» **TASK TO CARRY OUT**:
Throughout the material, count the lines with the word "Maximum" in them, and answer with only the figure.

» **SOURCE MATERIAL**:

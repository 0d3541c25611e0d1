//! Configuration file support for avfdiag.
//!
//! Loads and validates avfdiag configuration from TOML files.
//! Default location: /etc/avfdiag/avfdiag.toml

use crate::error::{DiagError, DiagResult};
use serde::{Deserialize, Serialize};
use std::fs;
use std::io;
use std::path::{Path, PathBuf};

/// Default configuration file location.
pub const DEFAULT_CONFIG_PATH: &str = "/etc/avfdiag/avfdiag.toml";

/// Log levels accepted by `log_level`.
const LOG_LEVELS: &[&str] = &["off", "error", "warn", "info", "debug", "trace"];

/// Complete avfdiag configuration.
#[derive(Debug, Clone, PartialEq, Eq, Serialize, Deserialize)]
pub struct DiagConfig {
    /// Snapshot file exported by the driver.
    #[serde(default = "default_snapshot_path")]
    pub snapshot_path: PathBuf,

    /// Log level (off, error, warn, info, debug, trace)
    #[serde(default = "default_log_level")]
    pub log_level: String,

    /// Graph node index of the AVF input node; trace next-node indices are
    /// resolved against its next-node table.
    #[serde(default)]
    pub trace_node_index: u32,
}

fn default_snapshot_path() -> PathBuf {
    PathBuf::from("/var/run/avfdiag/snapshot.json")
}

fn default_log_level() -> String {
    "warn".to_string()
}

impl Default for DiagConfig {
    fn default() -> Self {
        Self {
            snapshot_path: default_snapshot_path(),
            log_level: default_log_level(),
            trace_node_index: 0,
        }
    }
}

impl DiagConfig {
    /// Load configuration from a TOML file.
    pub fn from_file(path: &Path) -> DiagResult<Self> {
        let contents = fs::read_to_string(path).map_err(|e| DiagError::io(path, e))?;
        Self::from_toml(path, &contents)
    }

    fn from_toml(path: &Path, contents: &str) -> DiagResult<Self> {
        let config: DiagConfig = toml::from_str(contents).map_err(|source| DiagError::ConfigParse {
            path: path.to_path_buf(),
            source,
        })?;
        config.validate()?;
        Ok(config)
    }

    /// Load configuration, falling back to defaults when the file is absent.
    ///
    /// A missing file is only tolerated for the default location; an
    /// explicitly requested file must exist.
    pub fn load(path: Option<&Path>) -> DiagResult<Self> {
        let (path, explicit) = match path {
            Some(p) => (p, true),
            None => (Path::new(DEFAULT_CONFIG_PATH), false),
        };

        match fs::read_to_string(path) {
            Ok(contents) => Self::from_toml(path, &contents),
            Err(e) if e.kind() == io::ErrorKind::NotFound && !explicit => {
                tracing::debug!("No config at {}, using defaults", path.display());
                Ok(Self::default())
            }
            Err(e) => Err(DiagError::io(path, e)),
        }
    }

    /// Validate configuration values.
    pub fn validate(&self) -> DiagResult<()> {
        if self.snapshot_path.as_os_str().is_empty() {
            return Err(DiagError::invalid_config(
                "snapshot_path",
                "must not be empty",
            ));
        }

        let level = self.log_level.to_ascii_lowercase();
        if !LOG_LEVELS.contains(&level.as_str()) {
            return Err(DiagError::invalid_config(
                "log_level",
                format!("unknown level '{}'", self.log_level),
            ));
        }

        Ok(())
    }

    /// Apply command-line overrides on top of file values.
    pub fn with_overrides(
        mut self,
        snapshot_path: Option<PathBuf>,
        log_level: Option<String>,
        trace_node_index: Option<u32>,
    ) -> DiagResult<Self> {
        if let Some(path) = snapshot_path {
            self.snapshot_path = path;
        }
        if let Some(level) = log_level {
            self.log_level = level;
        }
        if let Some(index) = trace_node_index {
            self.trace_node_index = index;
        }
        self.validate()?;
        Ok(self)
    }
}

#[cfg(test)]
mod tests {
    use super::*;
    use pretty_assertions::assert_eq;
    use std::io::Write;
    use tempfile::NamedTempFile;

    #[test]
    fn test_defaults() {
        let config = DiagConfig::default();
        assert_eq!(config.snapshot_path, PathBuf::from("/var/run/avfdiag/snapshot.json"));
        assert_eq!(config.log_level, "warn");
        assert_eq!(config.trace_node_index, 0);
        assert!(config.validate().is_ok());
    }

    #[test]
    fn test_partial_file_uses_defaults() {
        let mut file = NamedTempFile::new().unwrap();
        writeln!(file, "trace_node_index = 12").unwrap();

        let config = DiagConfig::from_file(file.path()).unwrap();
        assert_eq!(config.trace_node_index, 12);
        assert_eq!(config.log_level, "warn");
    }

    #[test]
    fn test_invalid_log_level_rejected() {
        let mut file = NamedTempFile::new().unwrap();
        writeln!(file, "log_level = \"loud\"").unwrap();

        let err = DiagConfig::from_file(file.path()).unwrap_err();
        assert!(matches!(err, DiagError::InvalidConfig { ref field, .. } if field == "log_level"));
    }

    #[test]
    fn test_malformed_toml_rejected() {
        let mut file = NamedTempFile::new().unwrap();
        writeln!(file, "trace_node_index = \"seven\"").unwrap();

        let err = DiagConfig::from_file(file.path()).unwrap_err();
        assert!(matches!(err, DiagError::ConfigParse { .. }));
    }

    #[test]
    fn test_explicit_missing_file_is_error() {
        let err = DiagConfig::load(Some(Path::new("/nonexistent/avfdiag.toml"))).unwrap_err();
        assert!(matches!(err, DiagError::Io { .. }));
    }

    #[test]
    fn test_overrides() {
        let config = DiagConfig::default()
            .with_overrides(Some(PathBuf::from("/tmp/s.json")), Some("debug".into()), Some(3))
            .unwrap();
        assert_eq!(config.snapshot_path, PathBuf::from("/tmp/s.json"));
        assert_eq!(config.log_level, "debug");
        assert_eq!(config.trace_node_index, 3);

        assert!(DiagConfig::default()
            .with_overrides(Some(PathBuf::new()), None, None)
            .is_err());
    }
}
//! AVF device and queue snapshots.

use crate::{EthStats, LinkSpeed, PciAddress, VlanCaps};
use serde::{Deserialize, Serialize};

/// Driver-side device state flag bit indices.
#[repr(u32)]
#[derive(Debug, Clone, Copy, PartialEq, Eq, Hash)]
pub enum DeviceFlag {
    Initialized = 0,
    Error = 1,
    AdminUp = 2,
    VaDma = 3,
    LinkUp = 4,
    SharedTxqLock = 5,
    Elog = 6,
    Promisc = 7,
    RxInt = 8,
    RxFlowOffload = 9,
}

impl DeviceFlag {
    pub const fn mask(self) -> u32 {
        1 << self as u32
    }
}

/// Negotiated VF capability flag bit indices.
#[repr(u32)]
#[derive(Debug, Clone, Copy, PartialEq, Eq, Hash)]
pub enum VfCapFlag {
    OffloadL2 = 0,
    OffloadIwarp = 1,
    OffloadRsvd = 2,
    OffloadRssAq = 3,
    OffloadRssReg = 4,
    OffloadWbOnItr = 5,
    OffloadReqQueues = 6,
    AdvLinkSpeed = 7,
    LargeNumQpairs = 9,
    OffloadVlanV2 = 15,
    OffloadVlan = 16,
    OffloadRxPolling = 17,
    OffloadRssPctypeV2 = 18,
    OffloadRssPf = 19,
    OffloadEncap = 20,
    OffloadEncapCsum = 21,
    OffloadRxEncapCsum = 22,
    OffloadAdq = 23,
    OffloadAdqV2 = 24,
    OffloadUso = 25,
    OffloadRxFlexDesc = 26,
    OffloadAdvRssPf = 27,
    OffloadFdirPf = 28,
    Dcf = 30,
}

impl VfCapFlag {
    pub const fn mask(self) -> u32 {
        1 << self as u32
    }
}

/// Rx queue snapshot.
#[derive(Debug, Clone, Copy, PartialEq, Eq, Default, Serialize, Deserialize)]
#[serde(default)]
pub struct RxQueue {
    /// Descriptor ring size.
    pub size: u16,
    pub total_packets: u64,
}

/// Tx queue snapshot.
#[derive(Debug, Clone, Copy, PartialEq, Eq, Default, Serialize, Deserialize)]
#[serde(default)]
pub struct TxQueue {
    /// Descriptor ring size.
    pub size: u16,
    pub total_packets: u64,
    /// Packets dropped because no free descriptor was available.
    pub no_free_tx_count: u64,
}

/// Read-only snapshot of one AVF device.
#[derive(Debug, Clone, PartialEq, Eq, Default, Serialize, Deserialize)]
#[serde(default)]
pub struct Device {
    /// Device instance index in the driver.
    pub dev_instance: u32,
    /// Operator-assigned name; the PCI address is shown when unset.
    pub name: Option<String>,
    pub pci_addr: Option<PciAddress>,
    pub rxqs: Vec<RxQueue>,
    pub txqs: Vec<TxQueue>,
    /// [`DeviceFlag`] bitmask.
    pub flags: u32,
    /// [`VfCapFlag`] bitmask negotiated with the PF.
    pub cap_flags: u32,
    pub link_speed: LinkSpeed,
    pub num_queue_pairs: u16,
    pub max_vectors: u16,
    pub max_mtu: u16,
    pub rss_key_size: u16,
    pub rss_lut_size: u16,
    /// Last error recorded by the driver, if any.
    pub error: Option<String>,
    pub eth_stats: EthStats,
    /// Statistics at the time counters were last cleared.
    pub last_cleared_eth_stats: EthStats,
    /// VLAN v2 capabilities, present only if negotiated.
    pub vlan_caps: Option<VlanCaps>,
}

impl Device {
    /// Minimum descriptor ring size supported by the driver.
    pub const QUEUE_SZ_MIN: u16 = 64;

    /// Maximum descriptor ring size supported by the driver.
    pub const QUEUE_SZ_MAX: u16 = 4096;

    pub fn n_rx_queues(&self) -> usize {
        self.rxqs.len()
    }

    pub fn n_tx_queues(&self) -> usize {
        self.txqs.len()
    }

    pub fn has_flag(&self, flag: DeviceFlag) -> bool {
        self.flags & flag.mask() != 0
    }

    pub fn has_cap(&self, cap: VfCapFlag) -> bool {
        self.cap_flags & cap.mask() != 0
    }
}

#[cfg(test)]
mod tests {
    use super::*;
    use pretty_assertions::assert_eq;

    #[test]
    fn test_flag_masks() {
        assert_eq!(DeviceFlag::Initialized.mask(), 0x1);
        assert_eq!(DeviceFlag::RxFlowOffload.mask(), 0x200);
        assert_eq!(VfCapFlag::Dcf.mask(), 0x4000_0000);
    }

    #[test]
    fn test_has_flag() {
        let dev = Device {
            flags: DeviceFlag::AdminUp.mask() | DeviceFlag::LinkUp.mask(),
            cap_flags: VfCapFlag::OffloadVlanV2.mask(),
            ..Default::default()
        };
        assert!(dev.has_flag(DeviceFlag::AdminUp));
        assert!(dev.has_flag(DeviceFlag::LinkUp));
        assert!(!dev.has_flag(DeviceFlag::Error));
        assert!(dev.has_cap(VfCapFlag::OffloadVlanV2));
        assert!(!dev.has_cap(VfCapFlag::OffloadVlan));
    }

    #[test]
    fn test_deserialize_snapshot() {
        let json = r#"{
            "dev_instance": 2,
            "pci_addr": "0000:3b:02.1",
            "rxqs": [{"size": 512, "total_packets": 10}],
            "txqs": [{"size": 256, "total_packets": 4, "no_free_tx_count": 1}],
            "link_speed": 64,
            "error": "virtchnl timeout"
        }"#;
        let dev: Device = serde_json::from_str(json).unwrap();
        assert_eq!(dev.dev_instance, 2);
        assert_eq!(dev.name, None);
        assert_eq!(dev.n_rx_queues(), 1);
        assert_eq!(dev.txqs[0].no_free_tx_count, 1);
        assert_eq!(dev.link_speed, LinkSpeed::SPEED_25GB);
        assert_eq!(dev.error.as_deref(), Some("virtchnl timeout"));
        assert!(dev.vlan_caps.is_none());
    }
}
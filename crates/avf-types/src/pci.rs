//! PCI address type with parsing and formatting.

use crate::ParseError;
use serde::{Deserialize, Serialize};
use std::fmt;
use std::str::FromStr;

/// PCI bus address of a virtual function.
///
/// # Examples
///
/// ```
/// use avf_types::PciAddress;
///
/// let addr: PciAddress = "0000:3b:02.1".parse().unwrap();
/// assert_eq!(addr.bus(), 0x3b);
/// assert_eq!(addr.to_string(), "0000:3b:02.1");
///
/// // Domain may be omitted
/// let short: PciAddress = "3b:02.1".parse().unwrap();
/// assert_eq!(addr, short);
/// ```
#[derive(Debug, Clone, Copy, PartialEq, Eq, Hash, PartialOrd, Ord, Serialize, Deserialize)]
#[serde(try_from = "String", into = "String")]
pub struct PciAddress {
    domain: u16,
    bus: u8,
    slot: u8,
    function: u8,
}

impl PciAddress {
    /// Maximum slot (device) number.
    pub const MAX_SLOT: u8 = 0x1f;

    /// Maximum function number.
    pub const MAX_FUNCTION: u8 = 0x7;

    /// Creates a new PCI address.
    ///
    /// # Errors
    ///
    /// Returns an error if the slot or function is out of range.
    pub fn new(domain: u16, bus: u8, slot: u8, function: u8) -> Result<Self, ParseError> {
        if slot > Self::MAX_SLOT || function > Self::MAX_FUNCTION {
            return Err(ParseError::InvalidPciAddress(format!(
                "{:04x}:{:02x}:{:02x}.{:x}",
                domain, bus, slot, function
            )));
        }
        Ok(PciAddress {
            domain,
            bus,
            slot,
            function,
        })
    }

    pub const fn domain(&self) -> u16 {
        self.domain
    }

    pub const fn bus(&self) -> u8 {
        self.bus
    }

    pub const fn slot(&self) -> u8 {
        self.slot
    }

    pub const fn function(&self) -> u8 {
        self.function
    }
}

impl fmt::Display for PciAddress {
    fn fmt(&self, f: &mut fmt::Formatter<'_>) -> fmt::Result {
        write!(
            f,
            "{:04x}:{:02x}:{:02x}.{:x}",
            self.domain, self.bus, self.slot, self.function
        )
    }
}

impl FromStr for PciAddress {
    type Err = ParseError;

    fn from_str(s: &str) -> Result<Self, Self::Err> {
        let invalid = || ParseError::InvalidPciAddress(s.to_string());

        let (head, function) = s.rsplit_once('.').ok_or_else(invalid)?;
        let parts: Vec<&str> = head.split(':').collect();
        let (domain, bus, slot) = match parts.as_slice() {
            [domain, bus, slot] => (*domain, *bus, *slot),
            [bus, slot] => ("0", *bus, *slot),
            _ => return Err(invalid()),
        };

        let domain = u16::from_str_radix(domain, 16).map_err(|_| invalid())?;
        let bus = u8::from_str_radix(bus, 16).map_err(|_| invalid())?;
        let slot = u8::from_str_radix(slot, 16).map_err(|_| invalid())?;
        let function = u8::from_str_radix(function, 16).map_err(|_| invalid())?;

        PciAddress::new(domain, bus, slot, function).map_err(|_| invalid())
    }
}

impl TryFrom<String> for PciAddress {
    type Error = ParseError;

    fn try_from(s: String) -> Result<Self, Self::Error> {
        s.parse()
    }
}

impl From<PciAddress> for String {
    fn from(addr: PciAddress) -> String {
        addr.to_string()
    }
}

» **WRITTEN RESPONSE**:
3